(The following article by Larry Higgs was posted on the Asbury Park Press website on March 22.)
MANASQUAN, N.J. — Daniel Green would like people to show some support for MOM on the Friday before Mother’s Day.
Green and other supporters of the Monmouth Junction route for NJ Transit’s proposed Monmouth-Ocean-Middlesex rail line plan to hold a rally on May 11 in downtown Freehold in support of that route. A time has not been set.
Three routes are being considered for the MOM line, which would begin in Ocean County and run north through either Red Bank, Matawan or the Monmouth Junction section of South Brunswick.
“The New Jersey Association of Railroad Passengers has been calling Monmouth Junction the true MOM,” said Green, who is Ocean County’s representative to the association. “We want the true MOM, not the step-MOM.”
The rally, being planned by the Monmouth-Ocean Development Council’s MOM rail committee, is being held to let potential riders know that work on the rail is ongoing and to build support for the Monmouth Junction route, said Benjamin Waldron, executive director of the Manasquan-based organization.

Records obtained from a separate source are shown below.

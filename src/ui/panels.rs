use std::path::PathBuf;

use eframe::egui::{self, RichText, ScrollArea, Ui};

use crate::chart::Chart;
use crate::color::{bar_colors, HISTOGRAM_FILL};
use crate::state::ViewerState;

// ---------------------------------------------------------------------------
// Left side panel – legend of the active chart
// ---------------------------------------------------------------------------

/// Render the legend / bin table of the active chart.
pub fn side_panel(ui: &mut Ui, state: &ViewerState) {
    ui.heading("Legend");
    ui.separator();

    let Some(chart) = state.active_chart() else {
        ui.label("No chart.");
        return;
    };

    ScrollArea::vertical()
        .auto_shrink([false, false])
        .show(ui, |ui: &mut Ui| match chart {
            Chart::Bar { bars, .. } => {
                for ((label, color), (_, count)) in bar_colors(bars).into_iter().zip(bars) {
                    ui.label(RichText::new(format!("■ {label}: {count}")).color(color));
                }
            }
            Chart::Histogram { bins, .. } => {
                let total: usize = bins.iter().map(|b| b.count).sum();
                ui.strong(format!("{total} values, {} bins", bins.len()));
                for b in bins.iter().filter(|b| b.count > 0) {
                    ui.label(
                        RichText::new(format!("[{:.0}, {:.0}): {}", b.lower, b.upper, b.count))
                            .color(HISTOGRAM_FILL),
                    );
                }
            }
        });
}

// ---------------------------------------------------------------------------
// Top bar
// ---------------------------------------------------------------------------

/// Render one tab per chart plus the dataset name.
pub fn top_bar(ui: &mut Ui, state: &mut ViewerState) {
    egui::menu::bar(ui, |ui: &mut Ui| {
        let mut clicked = None;
        for (i, chart) in state.charts.iter().enumerate() {
            if ui.selectable_label(state.active == i, chart.title()).clicked() {
                clicked = Some(i);
            }
        }
        if let Some(i) = clicked {
            state.select(i);
        }

        ui.separator();
        ui.label(format!("Dataset: {}", state.dataset_name));
    });
}

// ---------------------------------------------------------------------------
// File dialog
// ---------------------------------------------------------------------------

/// Ask for the archive to analyze. `None` when the dialog is cancelled.
pub fn pick_archive() -> Option<PathBuf> {
    let file = rfd::FileDialog::new()
        .set_title("Open World Bank archive")
        .add_filter("ZIP archives", &["zip"])
        .pick_file();
    match &file {
        Some(path) => log::info!("Selected {}", path.display()),
        None => log::warn!("File dialog cancelled"),
    }
    file
}
use super::loader::METADATA_MARKER;
use super::model::{Table, TableSet};
use crate::error::{AnalysisError, Result};

/// The one table a run visualizes.
#[derive(Debug, Clone, Copy)]
pub struct Selection<'a> {
    pub name: &'a str,
    pub table: &'a Table,
    /// No non-metadata entry existed; the first entry was taken instead.
    pub fallback: bool,
}

/// Pick the first entry whose name does not contain `Metadata`, in load
/// order. With only metadata entries the first entry is returned.
pub fn select_dataset(tables: &TableSet) -> Result<Selection<'_>> {
    if let Some((name, table)) = tables
        .iter()
        .find(|(name, _)| !name.contains(METADATA_MARKER))
    {
        return Ok(Selection {
            name,
            table,
            fallback: false,
        });
    }

    let (name, table) = tables.iter().next().ok_or(AnalysisError::EmptyDataset)?;
    log::warn!("No data entry found, falling back to {name}");
    Ok(Selection {
        name,
        table,
        fallback: true,
    })
}

#[cfg(test)]
mod tests {
    use super::*;

    fn set_of(names: &[&str]) -> TableSet {
        let mut set = TableSet::default();
        for n in names {
            set.insert(n.to_string(), Table::default());
        }
        set
    }

    #[test]
    fn prefers_first_non_metadata_entry() {
        let set = set_of(&[
            "Metadata_Country.csv",
            "API_A.csv",
            "Metadata_Indicator.csv",
            "API_B.csv",
        ]);
        let sel = select_dataset(&set).unwrap();
        assert_eq!(sel.name, "API_A.csv");
        assert!(!sel.fallback);
    }

    #[test]
    fn order_among_data_entries_decides() {
        let sel_set = set_of(&["API_B.csv", "API_A.csv"]);
        assert_eq!(select_dataset(&sel_set).unwrap().name, "API_B.csv");
    }

    #[test]
    fn only_metadata_falls_back_to_first() {
        let set = set_of(&["Metadata_Indicator.csv", "Metadata_Country.csv"]);
        let sel = select_dataset(&set).unwrap();
        assert_eq!(sel.name, "Metadata_Indicator.csv");
        assert!(sel.fallback);
    }

    #[test]
    fn marker_is_case_sensitive() {
        let set = set_of(&["metadata_lower.csv", "Metadata_Upper.csv"]);
        let sel = select_dataset(&set).unwrap();
        assert_eq!(sel.name, "metadata_lower.csv");
        assert!(!sel.fallback);
    }

    #[test]
    fn empty_set_is_an_error() {
        let err = select_dataset(&TableSet::default()).unwrap_err();
        assert!(matches!(err, AnalysisError::EmptyDataset));
    }
}
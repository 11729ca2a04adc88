//! Textual sign doc model
//!
//! A textual sign doc is a CBOR map `{1: [screen, ...]}` where each screen is
//! a map `{1: title, 2: content, 3: indent, 4: expert}`. Every key is
//! optional and defaults to its zero value, and a `null` screen decodes as an
//! empty one.

use ciborium::value::{Integer, Value};
use serde::{Deserialize, Serialize};

use super::{SignModeError, SignModeResult};
use crate::config::RenderLimits;

const SIGN_DOC_SCREENS_KEY: u64 = 1;

const SCREEN_TITLE_KEY: u64 = 1;
const SCREEN_CONTENT_KEY: u64 = 2;
const SCREEN_INDENT_KEY: u64 = 3;
const SCREEN_EXPERT_KEY: u64 = 4;

/// Marker prefixed to lines meant for expert review only
pub const EXPERT_MARKER: char = '*';

/// One display unit of a textual sign doc
#[derive(Debug, Clone, Default, PartialEq, Eq, Serialize, Deserialize)]
pub struct Screen {
    pub title: String,
    pub content: String,
    pub indent: u32,
    pub expert: bool,
}

impl Screen {
    pub fn new(content: impl Into<String>) -> Self {
        Self {
            content: content.into(),
            ..Self::default()
        }
    }

    pub fn with_title(mut self, title: impl Into<String>) -> Self {
        self.title = title.into();
        self
    }

    pub fn with_indent(mut self, indent: u32) -> Self {
        self.indent = indent;
        self
    }

    pub fn expert(mut self) -> Self {
        self.expert = true;
        self
    }

    /// Render this screen as a single line
    ///
    /// Layout: expert marker, indent tabs, `title: `, content.
    pub fn to_line(&self) -> String {
        let mut line = String::with_capacity(
            1 + self.indent as usize + self.title.len() + 2 + self.content.len(),
        );
        if self.expert {
            line.push(EXPERT_MARKER);
        }
        for _ in 0..self.indent {
            line.push('\t');
        }
        if !self.title.is_empty() {
            line.push_str(&self.title);
            line.push_str(": ");
        }
        line.push_str(&self.content);
        line
    }

    fn from_cbor(value: Value, index: usize, limits: &RenderLimits) -> SignModeResult<Self> {
        let entries = match value {
            Value::Map(entries) => entries,
            // absent screen, rendered as an empty line
            Value::Null => return Ok(Screen::default()),
            other => {
                return Err(SignModeError::Decode(format!(
                    "screen {} is {}, expected a map",
                    index,
                    kind(&other)
                )))
            }
        };

        let mut screen = Screen::default();
        for (k, value) in entries {
            // unknown and non-integer keys are ignored
            let Some(k) = int_key(&k) else { continue };
            match k {
                SCREEN_TITLE_KEY => {
                    screen.title = text_field(value, index, "title")?;
                }
                SCREEN_CONTENT_KEY => {
                    screen.content = text_field(value, index, "content")?;
                }
                SCREEN_INDENT_KEY => {
                    screen.indent = indent_field(value, index, limits)?;
                }
                SCREEN_EXPERT_KEY => {
                    screen.expert = match value {
                        Value::Bool(b) => b,
                        Value::Null => false,
                        other => {
                            return Err(SignModeError::Decode(format!(
                                "screen {} expert is {}, expected a bool",
                                index,
                                kind(&other)
                            )))
                        }
                    };
                }
                _ => {}
            }
        }
        Ok(screen)
    }

    fn to_cbor(&self) -> Value {
        let mut entries = Vec::new();
        if !self.title.is_empty() {
            entries.push((key(SCREEN_TITLE_KEY), Value::Text(self.title.clone())));
        }
        if !self.content.is_empty() {
            entries.push((key(SCREEN_CONTENT_KEY), Value::Text(self.content.clone())));
        }
        if self.indent > 0 {
            entries.push((key(SCREEN_INDENT_KEY), Value::Integer(Integer::from(self.indent))));
        }
        if self.expert {
            entries.push((key(SCREEN_EXPERT_KEY), Value::Bool(true)));
        }
        Value::Map(entries)
    }
}

/// Decoded textual sign doc: screens in display order
#[derive(Debug, Clone, Default, PartialEq, Eq, Serialize, Deserialize)]
pub struct SignDocument {
    pub screens: Vec<Screen>,
}

impl SignDocument {
    pub fn new(screens: Vec<Screen>) -> Self {
        Self { screens }
    }

    /// Decode canonical CBOR bytes with the standard limits
    pub fn from_cbor(bytes: &[u8]) -> SignModeResult<Self> {
        Self::from_cbor_with_limits(bytes, &RenderLimits::standard())
    }

    /// Decode canonical CBOR bytes
    ///
    /// Fails on malformed CBOR, wrong value types, negative indents, limit
    /// violations, and trailing bytes after the document.
    pub fn from_cbor_with_limits(bytes: &[u8], limits: &RenderLimits) -> SignModeResult<Self> {
        let mut reader = bytes;
        let value: Value =
            ciborium::de::from_reader_with_recursion_limit(&mut reader, limits.max_nesting)
                .map_err(|e| SignModeError::Decode(e.to_string()))?;
        if !reader.is_empty() {
            return Err(SignModeError::Decode(format!(
                "{} bytes of trailing data",
                reader.len()
            )));
        }

        let entries = match value {
            Value::Map(entries) => entries,
            other => {
                return Err(SignModeError::Decode(format!(
                    "sign doc is {}, expected a map",
                    kind(&other)
                )))
            }
        };

        let mut screens = Vec::new();
        for (k, value) in entries {
            if int_key(&k) != Some(SIGN_DOC_SCREENS_KEY) {
                continue;
            }
            let items = match value {
                Value::Array(items) => items,
                Value::Null => Vec::new(),
                other => {
                    return Err(SignModeError::Decode(format!(
                        "screens is {}, expected an array",
                        kind(&other)
                    )))
                }
            };
            if items.len() > limits.max_screens {
                return Err(SignModeError::Decode(format!(
                    "{} screens exceeds limit of {}",
                    items.len(),
                    limits.max_screens
                )));
            }
            screens = items
                .into_iter()
                .enumerate()
                .map(|(i, item)| Screen::from_cbor(item, i, limits))
                .collect::<SignModeResult<Vec<_>>>()?;
        }

        Ok(Self { screens })
    }

    /// Encode as CBOR with integer keys, omitting zero-valued fields
    pub fn to_cbor(&self) -> SignModeResult<Vec<u8>> {
        let mut entries = Vec::new();
        if !self.screens.is_empty() {
            entries.push((
                key(SIGN_DOC_SCREENS_KEY),
                Value::Array(self.screens.iter().map(Screen::to_cbor).collect()),
            ));
        }
        let mut out = Vec::new();
        ciborium::ser::into_writer(&Value::Map(entries), &mut out)
            .map_err(|e| SignModeError::Encode(e.to_string()))?;
        Ok(out)
    }

    /// One line per screen, in screen order
    pub fn lines(&self) -> Vec<String> {
        self.screens.iter().map(Screen::to_line).collect()
    }

    /// Lines joined with `\n`, no trailing newline
    pub fn plaintext(&self) -> String {
        self.lines().join("\n")
    }
}

fn key(k: u64) -> Value {
    Value::Integer(Integer::from(k))
}

fn int_key(value: &Value) -> Option<u64> {
    match value {
        Value::Integer(i) => u64::try_from(*i).ok(),
        _ => None,
    }
}

fn text_field(value: Value, index: usize, field: &str) -> SignModeResult<String> {
    match value {
        Value::Text(s) => Ok(s),
        Value::Null => Ok(String::new()),
        other => Err(SignModeError::Decode(format!(
            "screen {} {} is {}, expected a text string",
            index,
            field,
            kind(&other)
        ))),
    }
}

fn indent_field(value: Value, index: usize, limits: &RenderLimits) -> SignModeResult<u32> {
    let raw = match value {
        Value::Integer(i) => i128::from(i),
        Value::Null => 0,
        other => {
            return Err(SignModeError::Decode(format!(
                "screen {} indent is {}, expected an unsigned integer",
                index,
                kind(&other)
            )))
        }
    };
    if raw < 0 {
        return Err(SignModeError::Decode(format!(
            "screen {} has negative indent {}",
            index, raw
        )));
    }
    if raw > limits.max_indent as i128 {
        return Err(SignModeError::Decode(format!(
            "screen {} indent {} exceeds limit of {}",
            index, raw, limits.max_indent
        )));
    }
    // bounded by max_indent above
    Ok(raw as u32)
}

fn kind(value: &Value) -> &'static str {
    match value {
        Value::Integer(_) => "an integer",
        Value::Bytes(_) => "a byte string",
        Value::Float(_) => "a float",
        Value::Text(_) => "a text string",
        Value::Bool(_) => "a bool",
        Value::Null => "null",
        Value::Tag(_, _) => "a tagged value",
        Value::Array(_) => "an array",
        Value::Map(_) => "a map",
        _ => "an unsupported value",
    }
}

He said people have e-mailed him asking whatever happened to MOM.
This would be the first MOM rally since a similar event was held in Lakewood in 2005.
“We’re looking at various locations in downtown Freehold,” said Bonnie Goldschlag, assistant Monmouth County planning director.
Ideally, backers would like to hold the rally in the vicinity of the Freehold train station, where MOM trains could stop and where two NJ Transit bus lines stop now. Organizers said they plan to meet with borough officials on an exact location.
“We’d like to try and get to bus riders,” Waldron said.
All three proposed MOM routes will be examined in NJ Transit’s Draft Environmental Impact Study, but it won’t select one. A task force of representatives from the three counties, NJ Transit and a consultant are reviewing assumptions and issues to be addressed in the study.
Officials in Monmouth and Ocean counties support the Monmouth Junction route, contending it will attract the most riders and relieve congestion on overcrowded highways — Route 9 and the Garden State Parkway. Middlesex County officials have opposed that route as intrusive on Monroe, Jamesburg and South Brunswick.
“The issue for the Red Bank and Matawan routes is how many more trains that will put on the North Jersey Coast Line,” Goldschlag said, in addition to serving the growing Western Monmouth area.